Si è così scoperto che gli animali tendevano a flettere il dorso, assumendo una postura che solitamente indica una condizione di piacere. Questo porta a pensare che le “carezze” – in questo caso di luce – possono influenzare il comportamento anche in esseri umani e in particolare in chi soffre di autismo, ansia e depressione. La ricerca confermerebbe alcune indicazioni già note agli studiosi: «È indubbio che i fattori sociali, come la stimolazione attraverso tutti i canali sensoriali e l’accudimento precoce, facilitano il benessere psicologico e sono fattori ben noti sul piano psicoterapico e riabilitativo», spiega Lenti.

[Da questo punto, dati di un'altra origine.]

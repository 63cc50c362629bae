//! Recording stock movements.
//!
//! `create_inbound` and `create_outbound` share one transactional workflow: admission
//! check, header, items, ledger entries, stock counters, commit. A failure at any step
//! rolls the whole activity back; there is no persisted failed state.

use chrono::{DateTime, Utc};
use metrics::counter;
use sea_orm::{
    sea_query::Expr, ActiveModelTrait, ColumnTrait, DatabaseTransaction, EntityTrait,
    QueryFilter, Set,
};
use serde::Serialize;
use std::sync::Arc;
use tracing::{info, instrument, warn};

use crate::{
    auth::Principal,
    db::{self, DbPool},
    entities::{
        activity::{self, ActivityKind, ActivityStatus},
        activity_item,
        product::{self, Entity as Product},
        stock_ledger_entry,
    },
    errors::{ServiceError, WriteStage},
    services::stock_validator::{self, RequestedLine, ResolvedLine},
};

/// Note written on every ledger entry produced by an activity
pub const LEDGER_NOTE: &str = "Stock change for activity";

/// A committed activity with everything written for it
#[derive(Debug, Clone, Serialize)]
pub struct RecordedActivity {
    #[serde(flatten)]
    pub activity: activity::Model,
    pub items: Vec<activity_item::Model>,
    pub ledger_entries: Vec<stock_ledger_entry::Model>,
}

pub struct ActivityService {
    db_pool: Arc<DbPool>,
}

impl ActivityService {
    pub fn new(db_pool: Arc<DbPool>) -> Self {
        Self { db_pool }
    }

    /// Restock. Admin only.
    pub async fn create_inbound(
        &self,
        principal: Principal,
        lines: Vec<RequestedLine>,
    ) -> Result<RecordedActivity, ServiceError> {
        self.record(principal, ActivityKind::Inbound, lines).await
    }

    /// Sale. Any authenticated user.
    pub async fn create_outbound(
        &self,
        principal: Principal,
        lines: Vec<RequestedLine>,
    ) -> Result<RecordedActivity, ServiceError> {
        self.record(principal, ActivityKind::Outbound, lines).await
    }

    /// Entry point for callers holding an unparsed kind such as `"inbound"`.
    pub async fn create_activity(
        &self,
        principal: Principal,
        raw_kind: &str,
        lines: Vec<RequestedLine>,
    ) -> Result<RecordedActivity, ServiceError> {
        let kind = stock_validator::parse_kind(raw_kind)?;
        self.record(principal, kind, lines).await
    }

    #[instrument(skip(self, lines), fields(user_id = principal.user_id, kind = %kind, lines = lines.len()))]
    async fn record(
        &self,
        principal: Principal,
        kind: ActivityKind,
        lines: Vec<RequestedLine>,
    ) -> Result<RecordedActivity, ServiceError> {
        let lock = db::supports_row_locks(self.db_pool.as_ref());

        let result = db::transaction(&self.db_pool, "record_activity", move |txn| {
            Box::pin(async move {
                let resolved =
                    stock_validator::resolve(txn, &principal, kind, &lines, lock).await?;
                write_activity(txn, principal.user_id, kind, resolved).await
            })
        })
        .await;

        match &result {
            Ok(recorded) => {
                counter!("bengkel_activities.committed", 1, "kind" => kind.to_string());
                info!(
                    activity_id = recorded.activity.id,
                    items = recorded.items.len(),
                    "activity recorded"
                );
            }
            Err(e) => {
                counter!(
                    "bengkel_activities.rejected", 1,
                    "kind" => kind.to_string(),
                    "reason" => e.kind()
                );
                if e.status_code().is_server_error() {
                    warn!(error = %e, "activity rolled back");
                } else {
                    warn!(reason = e.kind(), "activity rejected: {}", e);
                }
            }
        }

        result
    }
}

/// Coordinated write for an admitted request. Must run inside a transaction.
async fn write_activity(
    txn: &DatabaseTransaction,
    user_id: i32,
    kind: ActivityKind,
    lines: Vec<ResolvedLine>,
) -> Result<RecordedActivity, ServiceError> {
    let now = Utc::now();

    let header = activity::ActiveModel {
        user_id: Set(user_id),
        kind: Set(kind),
        status: Set(ActivityStatus::Success),
        date: Set(now),
        created_at: Set(now),
        updated_at: Set(now),
        deleted_at: Set(None),
        ..Default::default()
    }
    .insert(txn)
    .await
    .map_err(ServiceError::persistence(WriteStage::Header))?;

    let mut items = Vec::with_capacity(lines.len());
    for line in &lines {
        let price_at_time = line.product.price;
        let discount_amount = rust_decimal::Decimal::ZERO;
        let item = activity_item::ActiveModel {
            activity_id: Set(header.id),
            product_id: Set(line.product.id),
            quantity: Set(line.quantity),
            price_at_time: Set(price_at_time),
            discount_amount: Set(discount_amount),
            final_price: Set(price_at_time - discount_amount),
            created_at: Set(now),
            updated_at: Set(now),
            deleted_at: Set(None),
            ..Default::default()
        }
        .insert(txn)
        .await
        .map_err(ServiceError::persistence(WriteStage::Items))?;
        items.push(item);
    }

    let mut ledger_entries = Vec::with_capacity(items.len());
    for item in &items {
        let entry = stock_ledger_entry::ActiveModel {
            product_id: Set(item.product_id),
            activity_item_id: Set(Some(item.id)),
            change_quantity: Set(kind.signed(item.quantity)),
            note: Set(LEDGER_NOTE.to_string()),
            date: Set(now),
            created_at: Set(now),
            updated_at: Set(now),
            deleted_at: Set(None),
            ..Default::default()
        }
        .insert(txn)
        .await
        .map_err(ServiceError::persistence(WriteStage::Ledger))?;
        ledger_entries.push(entry);
    }

    for line in &lines {
        apply_stock_delta(txn, kind, line, now).await?;
    }

    Ok(RecordedActivity {
        activity: header,
        items,
        ledger_entries,
    })
}

/// Conditional counter update. Outbound only succeeds while enough stock remains,
/// so a concurrent sale that got there first turns this into `InsufficientStock`.
async fn apply_stock_delta(
    txn: &DatabaseTransaction,
    kind: ActivityKind,
    line: &ResolvedLine,
    now: DateTime<Utc>,
) -> Result<(), ServiceError> {
    let product_id = line.product.id;
    let mut update = Product::update_many()
        .col_expr(
            product::Column::Stock,
            Expr::col(product::Column::Stock).add(kind.signed(line.quantity)),
        )
        .col_expr(product::Column::UpdatedAt, Expr::value(now))
        .filter(product::Column::Id.eq(product_id))
        .filter(product::Column::DeletedAt.is_null());
    if kind == ActivityKind::Outbound {
        update = update.filter(product::Column::Stock.gte(line.quantity));
    }

    let result = update
        .exec(txn)
        .await
        .map_err(ServiceError::persistence(WriteStage::StockUpdate))?;
    if result.rows_affected > 0 {
        return Ok(());
    }

    let current = Product::find_by_id(product_id)
        .filter(product::Column::DeletedAt.is_null())
        .one(txn)
        .await
        .map_err(ServiceError::persistence(WriteStage::StockUpdate))?;

    match current {
        Some(p) => Err(ServiceError::InsufficientStock {
            product_id,
            name: p.name,
            requested: line.quantity,
            available: p.stock,
        }),
        None => Err(ServiceError::ProductNotFound(vec![product_id])),
    }
}

#[cfg(test)]
mod tests {
    use super::*;
    use crate::{
        db::{establish_connection_with_config, run_migrations, DbConfig},
        entities::category,
    };
    use assert_matches::assert_matches;
    use rust_decimal_macros::dec;
    use sea_orm::TransactionTrait;

    async fn pool_with_product(stock: i32) -> (DbPool, product::Model) {
        let pool = establish_connection_with_config(&DbConfig::single_connection("sqlite::memory:"))
            .await
            .unwrap();
        run_migrations(&pool).await.unwrap();

        let now = Utc::now();
        let category = category::ActiveModel {
            name: Set("Rem".to_string()),
            created_at: Set(now),
            updated_at: Set(now),
            deleted_at: Set(None),
            ..Default::default()
        }
        .insert(&pool)
        .await
        .unwrap();
        let product = product::ActiveModel {
            name: Set("Kampas rem".to_string()),
            stock: Set(stock),
            price: Set(dec!(45000)),
            location: Set("Rak A1".to_string()),
            category_id: Set(category.id),
            created_at: Set(now),
            updated_at: Set(now),
            deleted_at: Set(None),
            ..Default::default()
        }
        .insert(&pool)
        .await
        .unwrap();
        (pool, product)
    }

    // A line as admitted while the product still showed `admitted_stock` units.
    fn admitted_against(product: &product::Model, admitted_stock: i32, quantity: i32) -> ResolvedLine {
        ResolvedLine {
            product: product::Model {
                stock: admitted_stock,
                ..product.clone()
            },
            quantity,
        }
    }

    #[tokio::test]
    async fn decrement_below_zero_after_admission_is_insufficient_stock() {
        let (pool, product) = pool_with_product(2).await;
        let line = admitted_against(&product, 10, 5);

        let txn = pool.begin().await.unwrap();
        let result = apply_stock_delta(&txn, ActivityKind::Outbound, &line, Utc::now()).await;
        txn.rollback().await.unwrap();

        assert_matches!(
            result,
            Err(ServiceError::InsufficientStock {
                requested: 5,
                available: 2,
                ..
            })
        );
        let stored = Product::find_by_id(product.id).one(&pool).await.unwrap().unwrap();
        assert_eq!(stored.stock, 2);
    }

    #[tokio::test]
    async fn product_deleted_after_admission_is_not_found() {
        let (pool, product) = pool_with_product(8).await;
        let line = admitted_against(&product, 8, 1);

        let mut deleted: product::ActiveModel = product.clone().into();
        deleted.deleted_at = Set(Some(Utc::now()));
        deleted.update(&pool).await.unwrap();

        let txn = pool.begin().await.unwrap();
        let result = apply_stock_delta(&txn, ActivityKind::Outbound, &line, Utc::now()).await;
        txn.rollback().await.unwrap();

        assert_matches!(result, Err(ServiceError::ProductNotFound(ids)) if ids == vec![product.id]);
    }

    #[tokio::test]
    async fn delta_applies_when_stock_still_covers_it() {
        let (pool, product) = pool_with_product(6).await;

        let txn = pool.begin().await.unwrap();
        apply_stock_delta(&txn, ActivityKind::Outbound, &admitted_against(&product, 6, 6), Utc::now())
            .await
            .unwrap();
        apply_stock_delta(&txn, ActivityKind::Inbound, &admitted_against(&product, 0, 3), Utc::now())
            .await
            .unwrap();
        txn.commit().await.unwrap();

        let stored = Product::find_by_id(product.id).one(&pool).await.unwrap().unwrap();
        assert_eq!(stored.stock, 3);
    }
}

Anche questo studio, quindi, concorre a fornire sempre nuove indicazioni a livello terapeutico nello studio dell’autismo nel quale le terapie oggi hanno un ampio margine di miglioramento: «L’intervento che oggi viene considerato cardine nell’autismo è di tipo cognitivo-comportamentale declinato in diverse tecniche di intervento (come Teacch, Denver, ecc.). I farmaci – conclude il neuropsichiatra infantile – sono un presidio utile quando coesistono problemi associati, tipo aggressività, angoscia, ecc.».